Proskauer recently reached a landmark agreement with the New Jersey Department of Corrections (NJDOC) and Department of Education (NJDOE) to ensure that students entitled to special education services in NJDOC custody will receive those services to which they are legally entitled under the Individuals with Disabilities Education Act (IDEA), Section 504 of the Rehabilitation Act (Section 504), and Title II of the Americans with Disabilities Act (ADA). This settlement is consistent with Proskauer’s long-standing commitment to provide legal services to some of the country’s most vulnerable communities.

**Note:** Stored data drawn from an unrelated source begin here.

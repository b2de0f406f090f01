//! Manually advanced clock for timers in tests and demos.
//!
//! Time only moves when [`VirtualClock::advance_millis`] or
//! [`VirtualClock::advance_to_next`] is called. Due callbacks run in deadline
//! order, ties in registration order.

use std::cell::{Cell, RefCell};
use std::fmt;
use std::future::Future;
use std::pin::Pin;
use std::rc::{Rc, Weak};
use std::task::{Context, Poll, Waker};

pub type TimerId = u64;

type TimerCallback = Box<dyn FnOnce(u64) + 'static>;

struct TimerEntry {
    id: TimerId,
    deadline: u64,
    callback: TimerCallback,
}

struct ClockInner {
    now: Cell<u64>,
    next_id: Cell<TimerId>,
    timers: RefCell<Vec<TimerEntry>>,
}

impl ClockInner {
    fn register(&self, delay_millis: u64, callback: TimerCallback) -> TimerId {
        let id = self.next_id.get();
        self.next_id.set(id + 1);
        let deadline = self.now.get().saturating_add(delay_millis);
        self.timers.borrow_mut().push(TimerEntry {
            id,
            deadline,
            callback,
        });
        id
    }

    fn cancel(&self, id: TimerId) {
        let mut timers = self.timers.borrow_mut();
        if let Some(index) = timers.iter().position(|entry| entry.id == id) {
            timers.remove(index);
        }
    }

    fn take_due(&self) -> Option<TimerEntry> {
        let now = self.now.get();
        let mut timers = self.timers.borrow_mut();
        let index = timers
            .iter()
            .enumerate()
            .filter(|(_, entry)| entry.deadline <= now)
            .min_by_key(|(_, entry)| (entry.deadline, entry.id))
            .map(|(index, _)| index)?;
        Some(timers.remove(index))
    }

    fn fire_due(&self) -> usize {
        let mut fired = 0;
        // Callbacks may register timers that are already due.
        while let Some(entry) = self.take_due() {
            (entry.callback)(self.now.get());
            fired += 1;
        }
        fired
    }
}

#[derive(Clone)]
pub struct VirtualClock {
    inner: Rc<ClockInner>,
}

impl VirtualClock {
    pub fn new() -> Self {
        Self {
            inner: Rc::new(ClockInner {
                now: Cell::new(0),
                next_id: Cell::new(1),
                timers: RefCell::new(Vec::new()),
            }),
        }
    }

    pub fn now_millis(&self) -> u64 {
        self.inner.now.get()
    }

    /// Runs `callback` once the clock reaches `now + delay_millis`.
    ///
    /// Dropping the registration cancels the timer.
    pub fn after_millis(
        &self,
        delay_millis: u64,
        callback: impl FnOnce(u64) + 'static,
    ) -> TimerRegistration {
        let id = self.inner.register(delay_millis, Box::new(callback));
        TimerRegistration {
            clock: Rc::downgrade(&self.inner),
            id: Some(id),
        }
    }

    /// A future that resolves once `delay_millis` have elapsed on this clock.
    pub fn sleep(&self, delay_millis: u64) -> Sleep {
        let shared = Rc::new(SleepShared::default());
        let fired = Rc::clone(&shared);
        let registration = self.after_millis(delay_millis, move |_| fired.fire());
        Sleep {
            shared,
            registration,
        }
    }

    pub fn pending_timers(&self) -> usize {
        self.inner.timers.borrow().len()
    }

    pub fn next_deadline(&self) -> Option<u64> {
        self.inner
            .timers
            .borrow()
            .iter()
            .map(|entry| entry.deadline)
            .min()
    }

    /// Moves time forward and fires every timer that came due. Returns the
    /// number of callbacks run.
    pub fn advance_millis(&self, millis: u64) -> usize {
        let now = self.inner.now.get().saturating_add(millis);
        self.inner.now.set(now);
        let fired = self.inner.fire_due();
        if fired > 0 {
            log::trace!("clock at {now}ms fired {fired} timer(s)");
        }
        fired
    }

    /// Jumps to the earliest pending deadline. Returns false when no timer
    /// is pending.
    pub fn advance_to_next(&self) -> bool {
        match self.next_deadline() {
            Some(deadline) => {
                let delta = deadline.saturating_sub(self.now_millis());
                self.advance_millis(delta);
                true
            }
            None => false,
        }
    }
}

impl Default for VirtualClock {
    fn default() -> Self {
        Self::new()
    }
}

impl fmt::Debug for VirtualClock {
    fn fmt(&self, f: &mut fmt::Formatter<'_>) -> fmt::Result {
        f.debug_struct("VirtualClock")
            .field("now_millis", &self.now_millis())
            .field("pending_timers", &self.pending_timers())
            .finish()
    }
}

pub struct TimerRegistration {
    clock: Weak<ClockInner>,
    id: Option<TimerId>,
}

impl TimerRegistration {
    pub fn cancel(mut self) {
        self.cancel_inner();
    }

    fn cancel_inner(&mut self) {
        if let (Some(id), Some(clock)) = (self.id.take(), self.clock.upgrade()) {
            clock.cancel(id);
        }
    }
}

impl Drop for TimerRegistration {
    fn drop(&mut self) {
        self.cancel_inner();
    }
}

#[derive(Default)]
struct SleepShared {
    done: Cell<bool>,
    waker: RefCell<Option<Waker>>,
}

impl SleepShared {
    fn fire(&self) {
        self.done.set(true);
        let waker = self.waker.borrow_mut().take();
        if let Some(waker) = waker {
            waker.wake();
        }
    }
}

/// Future returned by [`VirtualClock::sleep`]. Dropping it cancels the timer.
pub struct Sleep {
    shared: Rc<SleepShared>,
    registration: TimerRegistration,
}

impl Future for Sleep {
    type Output = ();

    fn poll(self: Pin<&mut Self>, cx: &mut Context<'_>) -> Poll<()> {
        if self.shared.done.get() {
            return Poll::Ready(());
        }
        if self.registration.clock.strong_count() == 0 {
            log::trace!("sleep outlived its clock; resolving immediately");
            return Poll::Ready(());
        }
        self.shared.waker.replace(Some(cx.waker().clone()));
        Poll::Pending
    }
}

The agreement ensures that the NJDOC will identify students entitled to special education, develop Individualized Education Programs (IEPs) to meet the specific needs of each student, and provide a minimum of four hours of instruction per day in a regular classroom setting. This classroom instruction will be provided by teachers with the appropriate training and certifications. This shift in teacher certification is a significant improvement, given that plaintiffs’ counsel’s investigation into the provision of special education services revealed that instructors often lacked the requisite training and expertise to effectively teach a specific subject (e.g., those certified in English were required by the NJDOC to teach mathematics, etc.). In fact, in a departure from the NJDOC’s past practices, classroom instruction will become the norm, and “cell study” will be limited to specific circumstances. Additionally, students confined to cell study will be provided the opportunity for in-person instruction. Equally significant is the opportunity for class members to submit a compensatory education claim and receive additional services – or up to $8,000 in funds – to be used for educational, vocational, or reentry purposes for each year that the NJDOC denied educational services to which that class member was entitled.

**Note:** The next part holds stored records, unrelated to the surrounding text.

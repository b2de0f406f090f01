use std::cell::{OnceCell, RefCell};
use std::fmt;
use std::rc::{Rc, Weak};

use crate::command::Command;
use crate::dispatch::{DispatchError, DispatchTable, Reducer, Tag, UpdateMap};
use crate::lifecycle::{Lifecycle, LifecyclePhase};
use crate::platform::StateSlot;
use crate::queue::EffectQueue;
use crate::snapshot::{DependencyCell, Snapshot};

pub(crate) struct RuntimeInner<S, D> {
    handle: Weak<RuntimeInner<S, D>>,
    lifecycle: Lifecycle,
    queue: EffectQueue<S, D>,
    latest: RefCell<Rc<S>>, // eager mirror; the slot may lag behind until the host re-renders
    slot: Rc<dyn StateSlot<S>>,
    dependencies: DependencyCell<D>,
    update: UpdateMap<S, D>,
    table: OnceCell<DispatchTable<S, D>>,
}

impl<S: 'static, D: 'static> RuntimeInner<S, D> {
    fn actions(&self) -> DispatchTable<S, D> {
        self.table
            .get_or_init(|| {
                DispatchTable::build(&self.update, RuntimeHandle(self.handle.clone()))
            })
            .clone()
    }

    fn current(&self) -> Rc<S> {
        Rc::clone(&self.latest.borrow())
    }

    /// Runs the initial effects tail-first, then marks the instance
    /// initialized. A dispatch from one of those effects re-enters here and
    /// finishes the drain; the loop re-checks before every effect.
    fn settle(&self) {
        if !self.lifecycle.is_initializing() {
            return;
        }
        let ran = self.queue.run_tail_while(
            || self.lifecycle.is_initializing(),
            &self.actions(),
            &self.dependencies,
        );
        if self.lifecycle.finish_initialization() {
            log::debug!("initial drain ran {ran} effect(s)");
        }
    }

    fn publish(&self, current: &Rc<S>, next: Rc<S>) -> bool {
        if Rc::ptr_eq(current, &next) {
            return false;
        }
        self.latest.replace(Rc::clone(&next));
        self.slot.publish(next);
        true
    }

    fn dispatch<T: 'static>(
        &self,
        tag: Tag,
        reducer: &Reducer<S, D>,
        args: T,
    ) -> Result<(), DispatchError> {
        if !self.lifecycle.is_running() {
            log::trace!("`{tag}` dispatched on a detached instance; dropped");
            return Ok(());
        }
        reducer.check::<T>(tag)?;
        self.settle();
        if !self.lifecycle.is_running() {
            log::trace!("instance detached during the initial drain; `{tag}` dropped");
            return Ok(());
        }

        let current = self.current();
        let (next, effects) = reducer.reduce(tag, &current, args)?.into_parts();
        let published = self.publish(&current, next);

        self.queue.push_front(effects);
        let ran = self.queue.run_front(&self.actions(), &self.dependencies);
        log::trace!("`{tag}` published={published}, drained {ran} effect(s)");
        Ok(())
    }
}

/// Weak reference from dispatchers back to their instance.
pub(crate) struct RuntimeHandle<S, D>(Weak<RuntimeInner<S, D>>);

impl<S, D> Clone for RuntimeHandle<S, D> {
    fn clone(&self) -> Self {
        Self(Weak::clone(&self.0))
    }
}

impl<S: 'static, D: 'static> RuntimeHandle<S, D> {
    #[cfg(test)]
    pub(crate) fn dangling() -> Self {
        Self(Weak::new())
    }

    pub(crate) fn dispatch<T: 'static>(
        &self,
        tag: Tag,
        reducer: &Reducer<S, D>,
        args: T,
    ) -> Result<(), DispatchError> {
        match self.0.upgrade() {
            Some(inner) => inner.dispatch(tag, reducer, args),
            None => {
                log::trace!("`{tag}` dispatched after the instance was dropped");
                Ok(())
            }
        }
    }
}

/// A runtime instance attached to one component instance.
///
/// Hosts normally reach it through [`crate::use_backlash`]; the methods here
/// are the lifecycle entry points that hook drives.
pub struct Backlash<S, D = ()> {
    inner: Rc<RuntimeInner<S, D>>,
}

impl<S, D> Clone for Backlash<S, D> {
    fn clone(&self) -> Self {
        Self {
            inner: Rc::clone(&self.inner),
        }
    }
}

impl<S: 'static, D: 'static> Backlash<S, D> {
    /// Attaches a runtime for the initial `command`.
    ///
    /// Initial effects are queued, not run; they drain on the first
    /// [`Backlash::commit`] or the first dispatch, whichever comes first.
    pub fn new(
        command: Command<S, D>,
        update: &UpdateMap<S, D>,
        slot: Rc<dyn StateSlot<S>>,
        dependencies: impl Into<Snapshot<D>>,
    ) -> Self {
        let (state, effects) = command.into_parts();
        let lifecycle = Lifecycle::new();
        lifecycle.begin();
        let inner = Rc::new_cyclic(|handle| RuntimeInner {
            handle: Weak::clone(handle),
            lifecycle,
            queue: EffectQueue::new(effects),
            latest: RefCell::new(state),
            slot,
            dependencies: DependencyCell::new(dependencies.into()),
            update: update.clone(),
            table: OnceCell::new(),
        });
        let actions = inner.actions();
        log::debug!(
            "runtime attached: actions={:?}, initial effects={}",
            actions.tags(),
            inner.queue.len()
        );
        Self { inner }
    }

    pub fn actions(&self) -> DispatchTable<S, D> {
        self.inner.actions()
    }

    /// The last value published to the host slot.
    pub fn state(&self) -> Rc<S> {
        self.inner.slot.read()
    }

    /// The eagerly updated state that the next reducer will receive.
    pub fn latest(&self) -> Rc<S> {
        self.inner.current()
    }

    pub fn phase(&self) -> LifecyclePhase {
        self.inner.lifecycle.phase()
    }

    pub fn pending_effects(&self) -> usize {
        self.inner.queue.len()
    }

    pub fn dependencies(&self) -> Snapshot<D> {
        self.inner.dependencies.current()
    }

    /// Number of times a new dependency snapshot replaced the previous one.
    pub fn dependency_revision(&self) -> u64 {
        self.inner.dependencies.revision()
    }

    /// Installs the capabilities supplied by the current render.
    pub fn refresh_dependencies(&self, dependencies: impl Into<Snapshot<D>>) {
        self.inner.dependencies.replace(dependencies.into());
    }

    /// Notes a reducer map supplied on a later render. The captured map keeps
    /// running.
    pub fn observe_update_map(&self, update: &UpdateMap<S, D>) {
        if !UpdateMap::ptr_eq(&self.inner.update, update) {
            log::trace!("ignoring a reducer map supplied after the dispatch table was built");
        }
    }

    /// Commit-phase entry: re-arms an instance detached by a strict-mode remount
    /// and drains the initial effects if no dispatch has yet.
    pub fn commit(&self) {
        if self.inner.lifecycle.reattach() {
            log::debug!("runtime re-attached by a strict-mode remount");
        }
        self.inner.settle();
    }

    /// Tears the instance down: pending effects are dropped and later
    /// dispatches become no-ops.
    pub fn detach(&self) {
        if self.inner.lifecycle.detach() {
            let dropped = self.inner.queue.clear();
            log::debug!("runtime detached, dropped {dropped} pending effect(s)");
        }
    }

    pub fn ptr_eq(this: &Self, other: &Self) -> bool {
        Rc::ptr_eq(&this.inner, &other.inner)
    }
}

impl<S: 'static, D: 'static> fmt::Debug for Backlash<S, D> {
    fn fmt(&self, f: &mut fmt::Formatter<'_>) -> fmt::Result {
        f.debug_struct("Backlash")
            .field("phase", &self.inner.lifecycle.phase())
            .field("pending_effects", &self.inner.queue.len())
            .finish()
    }
}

The NJDOC’s compliance with the requirements set forth in the settlement agreement will be monitored by an independent external monitor and the NJDOE, both of whom will conduct site visits, observe classes, interview the NJDOC staff and students, and review records. To the extent these periodic assessments reveal that the NJDOC is falling short of its obligations, the NJDOE will prepare “corrective action plans,” that set forth certain remedial measures that the NJDOC must undertake within a specified time period. From there, the NJDOE and the independent external monitor will then follow up to ensure compliance. The external monitor also will produce periodic reports to assess whether both the NJDOC and the NJDOE are substantially complying with the terms of the agreement.
The implementation of these groundbreaking procedures marks the culmination of more than four years of work, as Proskauer, along with the American Civil Liberties of Union of New Jersey (ACLU-NJ) and Disability Rights Advocates (DRA), first filed a class action complaint in 2017 alleging that the NJDOC was failing to uphold its responsibilities to provide special education and related services to students in its custody, and the NJDOE was failing to monitor the provision of education services provided by the NJDOC as required by law. Settlement negotiations lasted over three years, with the parties overcoming substantial practical difficulties arising from the COVID-19 pandemic (among other things). Through it all, Proskauer and co-counsel persevered to ensure that special education students in NJDOC’s custody have the best possible chance at making the most of their lives once they’re released.
A class action settlement fairness hearing is scheduled for January 26, 2022. In the meantime, Proskauer, the ACLU-NJ and DRA are in the midst of providing notice to the more than 400 class members affected by the agreement.